Stocks to Watch: BHP's shareholders could share in an extra $5
billion-plus capital pot--on top of an expected 80% ordinary
dividend payout--by the end of fiscal 2022, Macquarie reckons. The
bank expects the miner, which is offloading its petroleum business
and sold its BMC coal stake, to offer investors material cash
returns even if it chooses to keep net debt at a conservative
level.
Factoring in an 80% payout ratio for fiscal 2022, BHP could end
the year in a net cash position of $3.2 billion, Macquarie said.
"This net cash position indicates ample additional cash return
capacity." Macquarie reckons the collapse of BHP's dual listing
could prompt it to resume large off-market buybacks in addition to
increased cash payouts.
Forex:
The dollar remained in strong demand against other major
currencies, with the USD Index breaking the 96.00 level.
However, IG said there were some mixed signals for currency
dealers to consider: the U.S. retail sales data backed the case
that strength in the country's economic conditions can withstand an
earlier interest-rate lift-off; positive developments surrounding
the U.S. infrastructure bill seem to have been priced in, and an
increase in Covid-19 cases in the U.S. may damp risk sentiment.
TD Securities said the dollar could weaken in 2022 as the Fed is
unlikely to raise interest rates as expected.

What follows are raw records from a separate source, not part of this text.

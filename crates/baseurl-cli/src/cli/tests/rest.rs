//! Tests for config-path, completions, man.

use super::parse;
use crate::cli::{Cli, CliCommand};
use clap::{CommandFactory, Parser};
use clap_complete::Shell;

#[test]
fn cli_parse_config_path() {
    match parse(&["baseurl", "config-path"]) {
        CliCommand::ConfigPath => {}
        _ => panic!("expected ConfigPath"),
    }
}

#[test]
fn cli_parse_completions() {
    match parse(&["baseurl", "completions", "zsh"]) {
        CliCommand::Completions { shell } => assert_eq!(shell, Shell::Zsh),
        _ => panic!("expected Completions"),
    }
}

#[test]
fn cli_parse_completions_rejects_unknown_shell() {
    assert!(Cli::try_parse_from(["baseurl", "completions", "tcsh"]).is_err());
}

#[test]
fn cli_parse_man() {
    match parse(&["baseurl", "man"]) {
        CliCommand::Man => {}
        _ => panic!("expected Man"),
    }
}

#[test]
fn cli_definition_is_consistent() {
    Cli::command().debug_assert();
}

#[test]
fn cli_requires_subcommand() {
    assert!(Cli::try_parse_from(["baseurl"]).is_err());
}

The Fed's tapering is
expected to be completed in June 2022 and markets are pricing in an
interest-rate rise shortly after that, TD said.
"With U.S. growth expected to decelerate through 2022, we don't
see much incentive for the Fed to lift rates next year." TD thinks
the Fed is likely to hold off on lifting rates until late 2023 and
expects the DXY Dollar Index to fall to 92.5 by the fourth quarter
of 2022.
Separately, TD said sterling is likely to strengthen in 2022 as
the Bank of England will lead many of its G10 peers in raising
rates, albeit at a slow pace.
Sterling has the "ultimate split-personality" across major
currencies as it has the most challenging mix of growth and
inflation based on year-ahead consensus expectations but it's
trading at a significant discount and the BOE looks set to lift
rates at its February, August and November meetings next year.
"As a result, we think buying GBP around current levels offers a
decent amount of compensation for the tricky macro backdrop." TD
sees GBP/USD rising to 1.41 by the fourth quarter of 2022.
Read: Traders Ramp Up Bets on Swift UK Rate Rises After Strong
Jobs Data
T.Rowe Price said policy accommodation has peaked and the path
for rates, credit and currency markets could be bumpier next
year.
"Expect a rockier road in rates, credit and USD," said Chris
Brown, co-portfolio manager for US total return bond strategy, in a
webinar.
T.Rowe Price said the Fed faces a tough task convincing markets
that tapering of its asset purchases is not a tightening of policy,
and that flexible average inflation targeting is still alive. The
dollar should be relatively well supported in the near term but
could ease next year, Brown said.
Royal London Asset Management said inflation should remain high
in the coming months before starting to ease around the second half
of 2022. Craig Inches, head of rates and cash at RLAM said it means
interest rates in the U.K., U.S. and eurozone may rise later than
some in the market are currently anticipating.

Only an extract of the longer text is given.